What you need to do | Which lines of the data include the string "match"? List them all.

Records for processing |

•••••

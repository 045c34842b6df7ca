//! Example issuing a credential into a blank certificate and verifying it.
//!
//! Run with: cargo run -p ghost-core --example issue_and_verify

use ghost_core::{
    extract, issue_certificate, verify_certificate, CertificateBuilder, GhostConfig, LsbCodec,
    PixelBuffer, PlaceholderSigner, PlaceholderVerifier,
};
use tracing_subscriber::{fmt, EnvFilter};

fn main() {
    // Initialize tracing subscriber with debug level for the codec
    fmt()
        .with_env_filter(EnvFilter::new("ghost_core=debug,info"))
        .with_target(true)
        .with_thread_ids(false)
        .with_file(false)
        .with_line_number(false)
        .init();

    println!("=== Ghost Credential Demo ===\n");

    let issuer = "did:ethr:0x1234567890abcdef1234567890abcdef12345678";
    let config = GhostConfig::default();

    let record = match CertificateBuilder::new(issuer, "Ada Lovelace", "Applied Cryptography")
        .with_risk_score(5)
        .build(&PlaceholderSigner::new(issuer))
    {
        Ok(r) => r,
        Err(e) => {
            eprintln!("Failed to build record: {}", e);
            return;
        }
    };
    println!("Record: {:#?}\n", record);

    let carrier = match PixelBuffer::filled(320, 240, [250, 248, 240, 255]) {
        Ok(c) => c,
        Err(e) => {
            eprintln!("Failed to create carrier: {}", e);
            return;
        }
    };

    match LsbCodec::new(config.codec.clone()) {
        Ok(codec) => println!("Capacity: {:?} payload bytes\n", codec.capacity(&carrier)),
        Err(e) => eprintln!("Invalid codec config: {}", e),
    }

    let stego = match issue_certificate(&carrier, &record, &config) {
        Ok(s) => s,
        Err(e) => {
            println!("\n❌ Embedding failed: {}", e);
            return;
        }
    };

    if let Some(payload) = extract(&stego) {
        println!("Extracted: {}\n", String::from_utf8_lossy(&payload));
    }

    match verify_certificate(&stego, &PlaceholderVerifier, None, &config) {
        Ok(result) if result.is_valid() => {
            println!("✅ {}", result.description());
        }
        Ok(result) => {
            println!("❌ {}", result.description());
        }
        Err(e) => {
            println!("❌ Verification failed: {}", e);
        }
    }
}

•••••

Result for this exercise |
    let record = match CertificateBuilder::new(issuer, "Ada Lovelace", "Applied Cryptography")
    let carrier = match PixelBuffer::filled(320, 240, [250, 248, 240, 255]) {
    match LsbCodec::new(config.codec.clone()) {
    let stego = match issue_certificate(&carrier, &record, &config) {
    match verify_certificate(&stego, &PlaceholderVerifier, None, &config) {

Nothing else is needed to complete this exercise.